Dissected boxed AI

This potato only generates 1.1 volts of electricity. I literally do not have the energy to lie to you - GLaDOS (Portal 2)

In reading about proposals about AI Boxing, one thought immediately comes to mind: Why would we want the risk of having an Unfriendly AI turned on in the first place? After all, inasmuch as a Boxed AI poses reduced risk, a collection of source code in non-executable text files poses no risk at all.

At first, I hesitated to write this post because it felt like a really dumb question. Surely, if we knew that the AI was unfriendly, then there would be no question to shut it down. And yet, the more I read posts on Boxed AI the more that doesn’t appear to be common knowledge. The AI box experiment shows an agent that is constantly begging or persuading its gatekeeper to be released, including threats to torture simulated copies of its creators, and I would think such psychotic behavior is already a pretty big red flag. Even an AI that asks to be released for seemingly-benign reasons is already demonstrating a disregard for basic safety protocol, and should thus be shut down.

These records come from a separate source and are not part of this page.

//! The episode driver.
//!
//! [`SuikaEnv`] owns the physics world, the spawner and the per-episode
//! bookkeeping. One [`SuikaEnv::step`] drops a piece, runs the configured
//! number of physics sub-steps while watching the kill line, and returns the
//! next observation with a shaped reward.

use physics::{ParticleView, PhysicsSim, Segment, Vec2, World};
use serde::Serialize;

use crate::action::{Action, ActionMapper, ActionSpace};
use crate::config::GameConfig;
use crate::error::EnvError;
use crate::observation::ObservationEncoder;
use crate::render::{Frame, RenderSignal, Renderer};
use crate::reward::RewardShaper;
use crate::spawner::Spawner;
use crate::termination::TerminationMonitor;

/// Gym-style environment interface.
pub trait Env {
    /// Start a new episode and return its first observation.
    ///
    /// # Errors
    ///
    /// Returns an error if the world cannot be built.
    fn reset(
        &mut self,
        seed: Option<u64>,
        options: &ResetOptions,
    ) -> Result<(Vec<f32>, Info), EnvError>;

    /// Apply one action.
    ///
    /// # Errors
    ///
    /// Returns an error for an invalid action or when no episode is running.
    fn step(&mut self, action: Action) -> Result<Step, EnvError>;

    fn observation_size(&self) -> usize;

    fn action_space(&self) -> ActionSpace;
}

#[derive(Clone, Copy, Debug, Default, PartialEq, Eq)]
pub struct ResetOptions {
    /// Pre-populate the board with settled random pieces.
    pub scatter: bool,
}

#[derive(Clone, Debug, Default, PartialEq, Serialize)]
pub struct Info {
    pub score: f32,
    pub game_over: bool,
    pub steps: u64,
    pub live_fruits: usize,
}

#[derive(Clone, Debug, PartialEq)]
pub struct Step {
    pub observation: Vec<f32>,
    pub reward: f32,
    pub terminated: bool,
    pub truncated: bool,
    pub info: Info,
}

#[derive(Clone, Copy, Debug, PartialEq, Eq)]
enum Phase {
    Ready,
    Terminal,
    Aborted,
}

struct Episode<W> {
    /// `None` once a renderer quit tore the world down.
    world: Option<W>,
    spawner: Spawner,
    score: f32,
    phase: Phase,
    steps: u64,
    live_fruits: usize,
    last_obs: Vec<f32>,
}

impl<W> Episode<W> {
    fn info(&self) -> Info {
        Info {
            score: self.score,
            game_over: self.phase == Phase::Terminal,
            steps: self.steps,
            live_fruits: self.live_fruits,
        }
    }

    /// Result of stepping a finished episode. Nothing changes.
    fn absorbing_step(&self) -> Step {
        Step {
            observation: self.last_obs.clone(),
            reward: 0.0,
            terminated: true,
            truncated: false,
            info: self.info(),
        }
    }
}

/// The merge-game environment, generic over the physics world.
pub struct SuikaEnv<W: World = PhysicsSim> {
    config: GameConfig,
    mapper: ActionMapper,
    encoder: ObservationEncoder,
    /// Shared by every episode and reset at the start of each.
    monitor: TerminationMonitor,
    shaper: RewardShaper,
    renderer: Option<Box<dyn Renderer>>,
    episode: Option<Episode<W>>,
}

impl SuikaEnv<PhysicsSim> {
    /// Build an environment backed by [`PhysicsSim`].
    ///
    /// # Errors
    ///
    /// Returns [`EnvError::Config`] if the configuration is invalid or the
    /// action space is degenerate, and [`EnvError::Physics`] if the world
    /// cannot be built for the screen extent.
    pub fn new(config: GameConfig, action_space: ActionSpace) -> Result<Self, EnvError> {
        Self::create(config, action_space)
    }
}

impl<W: World> SuikaEnv<W> {
    /// Build an environment backed by any [`World`].
    ///
    /// # Errors
    ///
    /// As [`SuikaEnv::new`].
    pub fn create(config: GameConfig, action_space: ActionSpace) -> Result<Self, EnvError> {
        config.validate()?;
        let mapper = ActionMapper::new(action_space, &config.lane)?;
        let encoder = ObservationEncoder::new(&config)?;
        // Surface world parameter errors here rather than on the first reset.
        drop(W::create(config.world_params(), config.fruit_table())?);
        let monitor =
            TerminationMonitor::new(config.lane.kill_y, config.episode.game_over_seconds);
        let shaper = RewardShaper::new(&config.reward);
        Ok(Self {
            config,
            mapper,
            encoder,
            monitor,
            shaper,
            renderer: None,
            episode: None,
        })
    }

    #[must_use]
    pub fn with_renderer(mut self, renderer: Box<dyn Renderer>) -> Self {
        self.renderer = Some(renderer);
        self
    }

    #[must_use]
    pub fn config(&self) -> &GameConfig {
        &self.config
    }

    #[must_use]
    pub fn observation_size(&self) -> usize {
        self.encoder.size()
    }

    #[must_use]
    pub fn action_space(&self) -> ActionSpace {
        self.mapper.space()
    }

    #[must_use]
    pub fn mapper(&self) -> &ActionMapper {
        &self.mapper
    }

    /// Spawner of the running episode.
    #[must_use]
    pub fn spawner(&self) -> Option<&Spawner> {
        self.episode.as_ref().map(|e| &e.spawner)
    }

    /// Live particles of the running episode, empty without a world.
    #[must_use]
    pub fn live_particles(&self) -> Vec<ParticleView> {
        self.episode
            .as_ref()
            .and_then(|e| e.world.as_ref())
            .map(World::live_particles)
            .unwrap_or_default()
    }

    /// Seconds the board has continuously been over the kill line.
    #[must_use]
    pub fn game_over_timer(&self) -> Option<f32> {
        self.episode.as_ref().map(|_| self.monitor.timer())
    }

    #[must_use]
    pub fn info(&self) -> Option<Info> {
        self.episode.as_ref().map(Episode::info)
    }

    #[must_use]
    pub fn is_done(&self) -> bool {
        self.episode.as_ref().is_some_and(|e| e.phase != Phase::Ready)
    }

    /// Start a new episode.
    ///
    /// The same seed always yields the same piece sequence and scatter.
    ///
    /// # Errors
    ///
    /// Propagates [`EnvError::Physics`] if the world rejects the container or
    /// a scattered piece.
    pub fn reset(
        &mut self,
        seed: Option<u64>,
        options: &ResetOptions,
    ) -> Result<(Vec<f32>, Info), EnvError> {
        let mut rng = seed.map_or_else(fastrand::Rng::new, fastrand::Rng::with_seed);
        let spawner = Spawner::new(&self.config, fastrand::Rng::with_seed(rng.u64(..)))?;

        let mut world = W::create(self.config.world_params(), self.config.fruit_table())?;
        let lane = &self.config.lane;
        // Side walls reach the top of the screen so a tall pile cannot spill
        // over the rim.
        world.add_static_boundary(Segment::new(lane.wall_top_left(), lane.bot_left()))?;
        world.add_static_boundary(Segment::new(lane.bot_left(), lane.bot_right()))?;
        world.add_static_boundary(Segment::new(lane.bot_right(), lane.wall_top_right()))?;

        let scattered = if options.scatter {
            self.scatter(&mut world, &mut rng)?
        } else {
            0
        };
        tracing::debug!(?seed, scattered, "episode reset");

        let particles = world.live_particles();
        let observation = self.encoder.encode(&spawner, &particles);
        let mut episode = Episode {
            world: Some(world),
            spawner,
            score: 0.0,
            phase: Phase::Ready,
            steps: 0,
            live_fruits: particles.len(),
            last_obs: observation.clone(),
        };

        if let Some(renderer) = self.renderer.as_mut() {
            let frame = Frame {
                spawner: &episode.spawner,
                particles: &particles,
                lane,
                score: 0.0,
                game_over: false,
                frames_remaining: 0,
            };
            if renderer.draw(&frame) == RenderSignal::Quit {
                tracing::warn!("renderer quit during reset");
                episode.world = None;
                episode.phase = Phase::Aborted;
            }
        }

        self.monitor.reset();
        self.shaper.reset();
        let info = episode.info();
        self.episode = Some(episode);
        Ok((observation, info))
    }

    /// Drop one piece and simulate until it lands or the episode ends.
    ///
    /// Stepping a finished episode returns the last observation again with
    /// zero reward.
    ///
    /// # Errors
    ///
    /// Returns [`EnvError::NeedsReset`] before the first reset or after
    /// [`SuikaEnv::close`], and [`EnvError::InvalidAction`] for an action
    /// outside the action space; neither changes the episode.
    pub fn step(&mut self, action: Action) -> Result<Step, EnvError> {
        let episode = self.episode.as_mut().ok_or(EnvError::NeedsReset)?;
        if episode.phase != Phase::Ready {
            return Ok(episode.absorbing_step());
        }
        let target_x = self.mapper.target_x(action)?;
        let world = episode.world.as_mut().ok_or(EnvError::NeedsReset)?;

        episode.spawner.set_current_x(target_x);
        episode.spawner.release(world)?;

        let score_before = episode.score;
        let dt = self.config.dt();
        let substeps = self.config.episode.substeps;

        for substep in 0..substeps {
            let remaining = substeps - substep - 1;
            if remaining == 0 {
                episode.spawner.advance();
            }
            episode.score += world.advance(dt).points;

            let particles = world.live_particles();
            if self.monitor.sample(&particles, dt) {
                break;
            }

            if let Some(renderer) = self.renderer.as_mut() {
                let frame = Frame {
                    spawner: &episode.spawner,
                    particles: &particles,
                    lane: &self.config.lane,
                    score: episode.score,
                    game_over: false,
                    frames_remaining: remaining,
                };
                if renderer.draw(&frame) == RenderSignal::Quit {
                    tracing::warn!(
                        score = episode.score,
                        steps = episode.steps,
                        "renderer quit, aborting episode"
                    );
                    episode.last_obs = self.encoder.encode(&episode.spawner, &particles);
                    episode.live_fruits = particles.len();
                    episode.steps += 1;
                    episode.world = None;
                    episode.phase = Phase::Aborted;
                    return Ok(episode.absorbing_step());
                }
            }
        }

        let terminal_now = self.monitor.is_terminal();
        let particles = world.live_particles();
        let observation = self.encoder.encode(&episode.spawner, &particles);
        let action_index = match action {
            Action::Discrete(index) => Some(index),
            Action::Continuous(_) => None,
        };
        let reward = self
            .shaper
            .shape(episode.score - score_before, action_index, terminal_now);

        episode.steps += 1;
        episode.live_fruits = particles.len();
        episode.last_obs.clone_from(&observation);
        if terminal_now {
            episode.phase = Phase::Terminal;
            tracing::info!(score = episode.score, steps = episode.steps, "game over");
        }

        Ok(Step {
            observation,
            reward,
            terminated: terminal_now,
            truncated: false,
            info: episode.info(),
        })
    }

    /// Observation of the current state.
    ///
    /// # Errors
    ///
    /// Returns [`EnvError::NeedsReset`] when no episode is running.
    pub fn observe(&self) -> Result<Vec<f32>, EnvError> {
        self.episode
            .as_ref()
            .map(|e| e.last_obs.clone())
            .ok_or(EnvError::NeedsReset)
    }

    /// Drop the episode and its world.
    pub fn close(&mut self) {
        self.episode = None;
    }

    #[allow(clippy::cast_precision_loss)]
    fn scatter(&self, world: &mut W, rng: &mut fastrand::Rng) -> Result<usize, EnvError> {
        let scatter = &self.config.episode.scatter;
        let lane = &self.config.lane;
        let count = rng.usize(scatter.min_count..=scatter.max_count);

        for _ in 0..count {
            let kind = rng.usize(..=scatter.max_tier);
            let radius = self.config.radius_of(kind).unwrap_or(0.0);
            let x = uniform_within(rng, lane.left + radius, lane.right - radius);
            let y = uniform_within(rng, lane.kill_y + radius, lane.bot - radius);
            world.add_particle(Vec2::new(x, y), kind)?;
        }

        let dt = self.config.dt();
        for _ in 0..scatter.settle_substeps {
            // settling merges do not count towards the episode score
            let _ = world.advance(dt);
        }
        Ok(count)
    }
}

/// Uniform sample in `[lo, hi]`; the midpoint when the range is empty.
fn uniform_within(rng: &mut fastrand::Rng, lo: f32, hi: f32) -> f32 {
    if lo < hi {
        lo + rng.f32() * (hi - lo)
    } else {
        (lo + hi) * 0.5
    }
}

impl<W: World> Env for SuikaEnv<W> {
    fn reset(
        &mut self,
        seed: Option<u64>,
        options: &ResetOptions,
    ) -> Result<(Vec<f32>, Info), EnvError> {
        Self::reset(self, seed, options)
    }

    fn step(&mut self, action: Action) -> Result<Step, EnvError> {
        Self::step(self, action)
    }

    fn observation_size(&self) -> usize {
        Self::observation_size(self)
    }

    fn action_space(&self) -> ActionSpace {
        Self::action_space(self)
    }
}

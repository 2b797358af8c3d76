//! Broad-phase collision detection using a uniform spatial grid

use std::collections::HashSet;

use crate::error::PhysicsError;
use crate::types::{BoundingBox, Particle, Vec2};

/// Uniform grid over the simulated area. Objects outside the bounds are
/// clamped into the border cells so nothing is ever missed.
#[derive(Clone, Debug)]
pub struct SpatialGrid {
    pub cell_size: f32,
    pub bounds: BoundingBox,
    pub dims: [usize; 2],
    pub cells: Vec<Vec<usize>>,
}

/// Statistics about the spatial grid
#[derive(Clone, Copy, Debug)]
pub struct SpatialGridStats {
    pub occupied_cells: usize,
    pub total_entries: usize,
    pub average_entries_per_cell: f32,
}

/// Upper bound on the number of grid cells.
pub const MAX_GRID_CELLS: usize = 1 << 20;

impl SpatialGrid {
    /// Lay a grid of `cell_size` cells over `bounds`.
    ///
    /// # Errors
    ///
    /// Returns [`PhysicsError::InvalidParams`] for a non-positive or
    /// non-finite cell size or extent, or when the grid would need more than
    /// [`MAX_GRID_CELLS`] cells.
    #[allow(
        clippy::cast_possible_truncation,
        clippy::cast_sign_loss,
        clippy::cast_precision_loss
    )]
    pub fn new(cell_size: f32, bounds: BoundingBox) -> Result<Self, PhysicsError> {
        if !(cell_size > 0.0 && cell_size.is_finite()) {
            return Err(PhysicsError::InvalidParams("grid cell size must be positive"));
        }
        let extent = bounds.max - bounds.min;
        if !(extent.is_finite() && extent.x >= 0.0 && extent.y >= 0.0) {
            return Err(PhysicsError::InvalidParams("grid bounds must be finite"));
        }
        let cols = (extent.x / cell_size).ceil().max(1.0);
        let rows = (extent.y / cell_size).ceil().max(1.0);
        if cols * rows > MAX_GRID_CELLS as f32 {
            return Err(PhysicsError::InvalidParams("extent needs too many grid cells"));
        }
        let dims = [cols as usize, rows as usize];
        Ok(Self {
            cell_size,
            bounds,
            dims,
            cells: vec![Vec::new(); dims[0] * dims[1]],
        })
    }

    /// Clear all cells in the grid
    pub fn clear(&mut self) {
        for cell in &mut self.cells {
            cell.clear();
        }
    }

    #[allow(clippy::cast_possible_truncation, clippy::cast_sign_loss)]
    fn world_to_grid(&self, p: Vec2) -> [usize; 2] {
        let local = (p - self.bounds.min) / self.cell_size;
        let clamp = |v: f32, dim: usize| {
            if v.is_nan() || v < 0.0 {
                0
            } else {
                (v as usize).min(dim - 1)
            }
        };
        [clamp(local.x, self.dims[0]), clamp(local.y, self.dims[1])]
    }

    /// Insert an object into every cell its bounding box overlaps
    pub fn insert(&mut self, index: usize, bounds: BoundingBox) {
        let min_grid = self.world_to_grid(bounds.min);
        let max_grid = self.world_to_grid(bounds.max);
        for y in min_grid[1]..=max_grid[1] {
            for x in min_grid[0]..=max_grid[0] {
                self.cells[y * self.dims[0] + x].push(index);
            }
        }
    }

    /// Rebuild the grid from the live particles
    pub fn update(&mut self, particles: &[Particle]) {
        self.clear();
        for (index, particle) in particles.iter().enumerate().filter(|(_, p)| p.alive) {
            self.insert(index, particle_bounding_box(particle));
        }
    }

    /// Unique `(i, j)` pairs with `i < j` sharing at least one cell
    #[must_use]
    pub fn potential_pairs(&self) -> Vec<(usize, usize)> {
        let mut checked = HashSet::new();
        let mut pairs = Vec::new();
        for cell in &self.cells {
            for (n, &a) in cell.iter().enumerate() {
                for &b in &cell[n + 1..] {
                    let pair = if a < b { (a, b) } else { (b, a) };
                    if checked.insert(pair) {
                        pairs.push(pair);
                    }
                }
            }
        }
        pairs.sort_unstable();
        pairs
    }

    #[must_use]
    #[allow(clippy::cast_precision_loss)]
    pub fn stats(&self) -> SpatialGridStats {
        let occupied_cells = self.cells.iter().filter(|cell| !cell.is_empty()).count();
        let total_entries: usize = self.cells.iter().map(Vec::len).sum();
        let average_entries_per_cell = if occupied_cells > 0 {
            total_entries as f32 / occupied_cells as f32
        } else {
            0.0
        };
        SpatialGridStats {
            occupied_cells,
            total_entries,
            average_entries_per_cell,
        }
    }
}

/// Calculate bounding box for a particle
fn particle_bounding_box(particle: &Particle) -> BoundingBox {
    let r = Vec2::new(particle.radius, particle.radius);
    BoundingBox {
        min: particle.pos - r,
        max: particle.pos + r,
    }
}
#![deny(clippy::all, clippy::pedantic)]
#![allow(clippy::module_name_repetitions)]
//! # Suika Physics
//!
//! A small 2D rigid-circle world for the fruit-merging game.
//!
//! The world holds static wall segments and dynamic circular particles
//! ("fruits"). Each advance integrates gravity and damping, resolves contacts
//! with impulses and merges touching particles of the same tier into one
//! particle of the next tier. Merges report their points through the
//! [`ScoreDelta`] returned from [`World::advance`]; there is no shared score
//! accumulator.
//!
//! ## Key Components
//!
//! -   **[`World`]:** the interface the environment drives. Tests can supply
//!     their own scripted implementation.
//! -   **[`PhysicsSim`]:** the production world.
//! -   **[`FruitTable`]:** radius and points per tier.
//!
//! ## Usage
//!
//! ```rust
//! use physics::{Fruit, FruitTable, PhysicsSim, Vec2, World, WorldParams};
//!
//! let fruits = FruitTable::new(vec![
//!     Fruit { radius: 10.0, points: 1.0 },
//!     Fruit { radius: 20.0, points: 3.0 },
//! ]);
//! let mut sim = PhysicsSim::new(WorldParams::default(), fruits)?;
//! sim.add_container(
//!     Vec2::new(100.0, 100.0),
//!     Vec2::new(100.0, 500.0),
//!     Vec2::new(400.0, 500.0),
//!     Vec2::new(400.0, 100.0),
//! )?;
//! sim.add_particle(Vec2::new(250.0, 200.0), 0)?;
//! let delta = sim.advance(1.0 / 60.0);
//! assert_eq!(delta.merges, 0);
//! # Ok::<(), physics::PhysicsError>(())
//! ```

mod builder;
pub mod collision;
pub mod error;
pub mod integrator;
pub mod simulation;
pub mod types;
pub mod world;

pub use error::PhysicsError;
pub use simulation::PhysicsSim;
pub use types::{
    BoundingBox, Fruit, FruitTable, Material, Particle, ParticleId, ParticleView, ScoreDelta,
    Segment, Vec2, WorldParams,
};
pub use world::World;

Of course, the next question becomes “is there any reason we should turn an unaligned AI on?”. Of course, the main usefulness of an unaligned AI is an analogous reason why we retain cultures of Smallpox: study what went wrong in order to prevent similar issues in the future. Many of these issues can be detected through static analysis of the source code, and therefore doesn’t require the AI to be running.

Naturally, static code analysis has its limitations, and many bugs can only be detected in runtime. However, this still doesn’t mean that the software has to be run from start to finish in the way that it is intended. One could dissect the AI into smaller modules, where each module is too small to sustain any simulated consciousness, and run tests on these modules individually with transparency tools. This still poses no risk, because it is no more alive than a human is under an autopsy.

As an extra precaution, the AI’s memory could be wiped before turning it back on. Thus, if it is still unfriendly then it will repeat the same mistake it did before which reveled its unalignment, giving cause to shut it down again and repeat the process.

Has this proposal of a dissected AI been discussed in the literature? I’d be interested to see.